### TASK TO COMPLETE
Report the lines of the material that carry the string "fetched".

### MATERIAL PROVIDED
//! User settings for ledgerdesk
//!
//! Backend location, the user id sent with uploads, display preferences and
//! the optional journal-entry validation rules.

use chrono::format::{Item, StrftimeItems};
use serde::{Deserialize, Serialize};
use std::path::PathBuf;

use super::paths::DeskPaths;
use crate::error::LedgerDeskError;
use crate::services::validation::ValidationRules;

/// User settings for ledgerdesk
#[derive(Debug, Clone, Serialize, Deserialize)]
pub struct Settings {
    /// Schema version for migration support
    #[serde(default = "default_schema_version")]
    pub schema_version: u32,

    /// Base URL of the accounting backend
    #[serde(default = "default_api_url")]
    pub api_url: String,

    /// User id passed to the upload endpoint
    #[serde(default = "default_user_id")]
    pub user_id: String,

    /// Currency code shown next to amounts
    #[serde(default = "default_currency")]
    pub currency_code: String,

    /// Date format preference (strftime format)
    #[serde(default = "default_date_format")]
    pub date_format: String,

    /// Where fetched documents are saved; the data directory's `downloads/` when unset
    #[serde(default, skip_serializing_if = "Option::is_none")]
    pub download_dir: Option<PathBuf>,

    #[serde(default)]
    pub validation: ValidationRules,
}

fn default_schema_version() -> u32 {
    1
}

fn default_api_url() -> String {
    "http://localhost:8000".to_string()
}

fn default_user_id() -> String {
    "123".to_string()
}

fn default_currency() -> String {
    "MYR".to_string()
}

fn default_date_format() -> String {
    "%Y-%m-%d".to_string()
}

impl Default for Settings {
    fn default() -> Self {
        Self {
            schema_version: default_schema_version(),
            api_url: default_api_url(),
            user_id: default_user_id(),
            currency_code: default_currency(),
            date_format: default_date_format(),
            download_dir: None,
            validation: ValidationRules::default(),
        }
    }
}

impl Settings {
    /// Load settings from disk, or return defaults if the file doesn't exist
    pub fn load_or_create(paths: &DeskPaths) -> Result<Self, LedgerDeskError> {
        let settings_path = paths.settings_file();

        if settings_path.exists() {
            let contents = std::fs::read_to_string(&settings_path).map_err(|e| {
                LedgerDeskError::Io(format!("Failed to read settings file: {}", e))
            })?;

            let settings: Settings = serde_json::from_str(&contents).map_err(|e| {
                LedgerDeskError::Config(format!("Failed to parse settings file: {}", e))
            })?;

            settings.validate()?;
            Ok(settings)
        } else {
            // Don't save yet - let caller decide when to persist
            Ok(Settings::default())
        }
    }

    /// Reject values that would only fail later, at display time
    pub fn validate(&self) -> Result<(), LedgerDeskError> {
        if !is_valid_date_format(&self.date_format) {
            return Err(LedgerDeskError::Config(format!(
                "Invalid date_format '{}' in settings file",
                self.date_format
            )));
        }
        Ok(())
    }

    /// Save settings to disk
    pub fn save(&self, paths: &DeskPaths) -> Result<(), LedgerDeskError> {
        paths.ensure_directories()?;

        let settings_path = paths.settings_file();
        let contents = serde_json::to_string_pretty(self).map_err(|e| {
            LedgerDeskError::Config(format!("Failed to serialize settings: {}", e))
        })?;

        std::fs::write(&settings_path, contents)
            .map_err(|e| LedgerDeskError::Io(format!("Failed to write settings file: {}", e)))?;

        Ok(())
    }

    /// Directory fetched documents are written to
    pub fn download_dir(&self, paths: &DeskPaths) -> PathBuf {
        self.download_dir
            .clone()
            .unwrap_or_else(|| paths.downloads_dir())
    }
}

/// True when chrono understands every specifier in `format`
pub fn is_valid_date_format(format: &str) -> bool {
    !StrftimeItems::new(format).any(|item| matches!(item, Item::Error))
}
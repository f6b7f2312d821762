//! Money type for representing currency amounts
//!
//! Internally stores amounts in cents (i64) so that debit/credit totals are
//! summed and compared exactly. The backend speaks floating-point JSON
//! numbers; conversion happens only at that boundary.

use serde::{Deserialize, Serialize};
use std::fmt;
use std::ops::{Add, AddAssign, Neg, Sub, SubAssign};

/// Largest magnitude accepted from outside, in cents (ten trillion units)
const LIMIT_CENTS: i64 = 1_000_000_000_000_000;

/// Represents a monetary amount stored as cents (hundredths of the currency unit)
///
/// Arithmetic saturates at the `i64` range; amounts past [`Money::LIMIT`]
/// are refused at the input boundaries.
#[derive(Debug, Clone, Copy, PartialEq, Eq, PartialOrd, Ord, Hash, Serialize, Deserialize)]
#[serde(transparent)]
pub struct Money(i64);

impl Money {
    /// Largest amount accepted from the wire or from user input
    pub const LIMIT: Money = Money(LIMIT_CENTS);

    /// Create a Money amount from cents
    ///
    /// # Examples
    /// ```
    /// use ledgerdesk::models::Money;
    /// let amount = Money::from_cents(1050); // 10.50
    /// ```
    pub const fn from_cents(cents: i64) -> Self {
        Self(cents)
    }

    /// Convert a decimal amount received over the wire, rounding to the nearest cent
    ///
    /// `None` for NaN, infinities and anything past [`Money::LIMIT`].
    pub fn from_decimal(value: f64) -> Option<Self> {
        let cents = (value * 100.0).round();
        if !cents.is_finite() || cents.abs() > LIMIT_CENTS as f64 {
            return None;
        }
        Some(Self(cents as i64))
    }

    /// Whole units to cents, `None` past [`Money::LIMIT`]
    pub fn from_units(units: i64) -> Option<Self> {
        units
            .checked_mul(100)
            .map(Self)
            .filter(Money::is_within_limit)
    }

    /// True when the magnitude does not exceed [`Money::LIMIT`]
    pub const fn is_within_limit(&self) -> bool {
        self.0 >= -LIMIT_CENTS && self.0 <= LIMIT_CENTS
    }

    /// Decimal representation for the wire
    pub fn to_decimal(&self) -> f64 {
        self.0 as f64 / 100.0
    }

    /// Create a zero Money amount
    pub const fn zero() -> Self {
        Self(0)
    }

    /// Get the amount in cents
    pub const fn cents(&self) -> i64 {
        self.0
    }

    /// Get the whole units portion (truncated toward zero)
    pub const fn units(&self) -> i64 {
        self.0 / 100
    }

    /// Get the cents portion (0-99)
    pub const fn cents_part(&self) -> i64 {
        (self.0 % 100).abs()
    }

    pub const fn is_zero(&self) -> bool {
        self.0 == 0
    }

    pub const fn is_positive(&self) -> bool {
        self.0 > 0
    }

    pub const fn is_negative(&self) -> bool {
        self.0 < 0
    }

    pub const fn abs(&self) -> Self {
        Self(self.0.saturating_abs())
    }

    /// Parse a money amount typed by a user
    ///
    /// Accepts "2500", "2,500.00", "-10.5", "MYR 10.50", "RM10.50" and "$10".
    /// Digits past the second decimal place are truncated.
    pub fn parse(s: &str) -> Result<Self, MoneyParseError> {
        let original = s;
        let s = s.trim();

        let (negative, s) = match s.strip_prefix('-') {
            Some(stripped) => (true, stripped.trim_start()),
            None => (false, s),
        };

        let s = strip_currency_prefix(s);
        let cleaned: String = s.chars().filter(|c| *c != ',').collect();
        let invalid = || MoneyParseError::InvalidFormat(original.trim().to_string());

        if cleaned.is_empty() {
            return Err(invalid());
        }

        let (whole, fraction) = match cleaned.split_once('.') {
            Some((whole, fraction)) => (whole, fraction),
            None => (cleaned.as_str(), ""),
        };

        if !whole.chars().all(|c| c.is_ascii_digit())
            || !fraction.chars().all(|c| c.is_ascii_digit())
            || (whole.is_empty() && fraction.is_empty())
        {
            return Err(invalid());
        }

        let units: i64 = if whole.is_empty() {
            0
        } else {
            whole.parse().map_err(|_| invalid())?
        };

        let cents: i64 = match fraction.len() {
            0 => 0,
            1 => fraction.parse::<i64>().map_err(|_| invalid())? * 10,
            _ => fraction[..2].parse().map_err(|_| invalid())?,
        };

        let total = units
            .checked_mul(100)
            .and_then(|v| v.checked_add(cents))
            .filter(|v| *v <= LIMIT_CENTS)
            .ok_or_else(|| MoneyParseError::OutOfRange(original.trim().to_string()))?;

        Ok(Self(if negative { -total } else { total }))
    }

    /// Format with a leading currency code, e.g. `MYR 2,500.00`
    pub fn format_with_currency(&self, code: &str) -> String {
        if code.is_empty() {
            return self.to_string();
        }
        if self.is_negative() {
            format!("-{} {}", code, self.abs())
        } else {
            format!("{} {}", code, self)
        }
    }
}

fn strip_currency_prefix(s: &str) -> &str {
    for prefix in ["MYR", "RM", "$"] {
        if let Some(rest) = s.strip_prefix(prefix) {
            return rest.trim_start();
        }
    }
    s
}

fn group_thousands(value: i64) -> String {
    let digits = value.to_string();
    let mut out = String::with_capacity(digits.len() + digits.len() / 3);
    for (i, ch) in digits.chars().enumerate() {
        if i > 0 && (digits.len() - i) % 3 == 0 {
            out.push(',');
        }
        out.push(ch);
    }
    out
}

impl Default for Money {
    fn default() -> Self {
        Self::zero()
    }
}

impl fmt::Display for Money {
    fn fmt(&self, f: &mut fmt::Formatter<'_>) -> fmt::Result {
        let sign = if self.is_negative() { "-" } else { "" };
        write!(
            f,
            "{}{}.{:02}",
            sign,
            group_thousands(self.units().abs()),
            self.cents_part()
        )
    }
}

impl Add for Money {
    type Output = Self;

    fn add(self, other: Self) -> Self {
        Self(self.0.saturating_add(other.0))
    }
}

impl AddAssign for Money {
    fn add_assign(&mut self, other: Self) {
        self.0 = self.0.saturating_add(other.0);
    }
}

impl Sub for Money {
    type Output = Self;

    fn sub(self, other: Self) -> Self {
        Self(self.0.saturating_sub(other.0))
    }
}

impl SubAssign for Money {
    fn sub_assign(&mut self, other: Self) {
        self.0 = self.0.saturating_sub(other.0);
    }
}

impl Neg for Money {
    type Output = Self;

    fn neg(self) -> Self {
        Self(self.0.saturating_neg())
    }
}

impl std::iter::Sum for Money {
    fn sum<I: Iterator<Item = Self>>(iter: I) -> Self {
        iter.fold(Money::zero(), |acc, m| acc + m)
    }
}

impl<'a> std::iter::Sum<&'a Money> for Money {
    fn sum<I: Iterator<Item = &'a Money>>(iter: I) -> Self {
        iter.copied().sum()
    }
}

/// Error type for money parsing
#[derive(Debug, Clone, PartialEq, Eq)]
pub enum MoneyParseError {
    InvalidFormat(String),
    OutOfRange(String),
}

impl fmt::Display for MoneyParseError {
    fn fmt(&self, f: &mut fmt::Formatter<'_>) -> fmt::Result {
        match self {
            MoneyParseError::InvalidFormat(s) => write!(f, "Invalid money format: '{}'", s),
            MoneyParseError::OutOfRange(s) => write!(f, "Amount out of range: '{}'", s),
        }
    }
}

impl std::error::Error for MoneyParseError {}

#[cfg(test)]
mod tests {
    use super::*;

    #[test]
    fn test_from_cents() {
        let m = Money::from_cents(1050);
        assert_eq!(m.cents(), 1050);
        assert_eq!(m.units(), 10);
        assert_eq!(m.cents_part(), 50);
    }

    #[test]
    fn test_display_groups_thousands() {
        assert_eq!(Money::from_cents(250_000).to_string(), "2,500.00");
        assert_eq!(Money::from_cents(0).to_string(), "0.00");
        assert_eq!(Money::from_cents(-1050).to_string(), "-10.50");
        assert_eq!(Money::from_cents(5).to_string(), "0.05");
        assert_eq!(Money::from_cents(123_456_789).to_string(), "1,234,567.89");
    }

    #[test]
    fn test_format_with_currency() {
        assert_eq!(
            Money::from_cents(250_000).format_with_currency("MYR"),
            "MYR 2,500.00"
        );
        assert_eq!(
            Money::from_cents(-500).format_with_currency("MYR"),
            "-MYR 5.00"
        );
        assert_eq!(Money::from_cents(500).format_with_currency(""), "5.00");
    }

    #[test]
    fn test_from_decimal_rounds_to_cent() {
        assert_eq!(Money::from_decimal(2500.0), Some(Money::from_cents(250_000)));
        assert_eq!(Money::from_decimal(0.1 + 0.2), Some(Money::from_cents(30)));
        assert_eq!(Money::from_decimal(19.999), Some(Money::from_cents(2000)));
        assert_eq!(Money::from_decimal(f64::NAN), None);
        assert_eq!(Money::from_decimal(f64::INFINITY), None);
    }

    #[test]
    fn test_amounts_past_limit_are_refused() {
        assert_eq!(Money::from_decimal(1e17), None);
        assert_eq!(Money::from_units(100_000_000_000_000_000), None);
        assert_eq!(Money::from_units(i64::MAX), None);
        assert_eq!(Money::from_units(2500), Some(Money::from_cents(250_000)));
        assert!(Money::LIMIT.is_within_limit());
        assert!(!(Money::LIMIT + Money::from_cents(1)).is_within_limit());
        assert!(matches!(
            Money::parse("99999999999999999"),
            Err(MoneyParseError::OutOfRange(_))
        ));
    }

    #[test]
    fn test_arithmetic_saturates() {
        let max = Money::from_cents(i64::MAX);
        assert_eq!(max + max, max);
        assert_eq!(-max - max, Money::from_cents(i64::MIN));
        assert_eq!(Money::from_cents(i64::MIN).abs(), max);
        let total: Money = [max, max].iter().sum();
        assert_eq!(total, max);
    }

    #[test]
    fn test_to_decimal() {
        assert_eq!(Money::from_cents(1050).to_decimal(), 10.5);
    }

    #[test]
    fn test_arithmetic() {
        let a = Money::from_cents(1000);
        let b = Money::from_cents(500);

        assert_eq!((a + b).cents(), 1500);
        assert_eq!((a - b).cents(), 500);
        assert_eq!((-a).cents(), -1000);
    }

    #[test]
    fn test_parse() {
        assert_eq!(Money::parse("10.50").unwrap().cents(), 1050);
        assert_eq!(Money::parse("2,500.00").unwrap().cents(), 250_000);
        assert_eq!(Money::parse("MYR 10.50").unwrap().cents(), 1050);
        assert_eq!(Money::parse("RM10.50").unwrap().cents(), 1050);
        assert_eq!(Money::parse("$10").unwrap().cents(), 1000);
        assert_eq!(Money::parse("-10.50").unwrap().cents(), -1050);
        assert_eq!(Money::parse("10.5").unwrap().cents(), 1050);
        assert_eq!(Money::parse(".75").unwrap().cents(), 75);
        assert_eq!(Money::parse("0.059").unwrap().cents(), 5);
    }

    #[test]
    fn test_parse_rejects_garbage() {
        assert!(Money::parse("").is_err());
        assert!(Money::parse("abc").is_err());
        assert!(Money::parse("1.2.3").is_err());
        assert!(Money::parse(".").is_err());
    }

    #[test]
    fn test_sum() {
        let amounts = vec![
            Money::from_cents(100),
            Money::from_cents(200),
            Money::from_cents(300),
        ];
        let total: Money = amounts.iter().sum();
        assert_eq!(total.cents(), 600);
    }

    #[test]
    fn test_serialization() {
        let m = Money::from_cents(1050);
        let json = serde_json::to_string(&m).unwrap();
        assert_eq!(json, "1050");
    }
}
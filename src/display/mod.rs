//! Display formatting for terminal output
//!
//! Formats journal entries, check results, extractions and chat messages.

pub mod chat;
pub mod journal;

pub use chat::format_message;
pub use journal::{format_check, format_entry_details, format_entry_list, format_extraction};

### YOUR SOLUTION
    /// Where fetched documents are saved; the data directory's `downloads/` when unset
    /// Directory fetched documents are written to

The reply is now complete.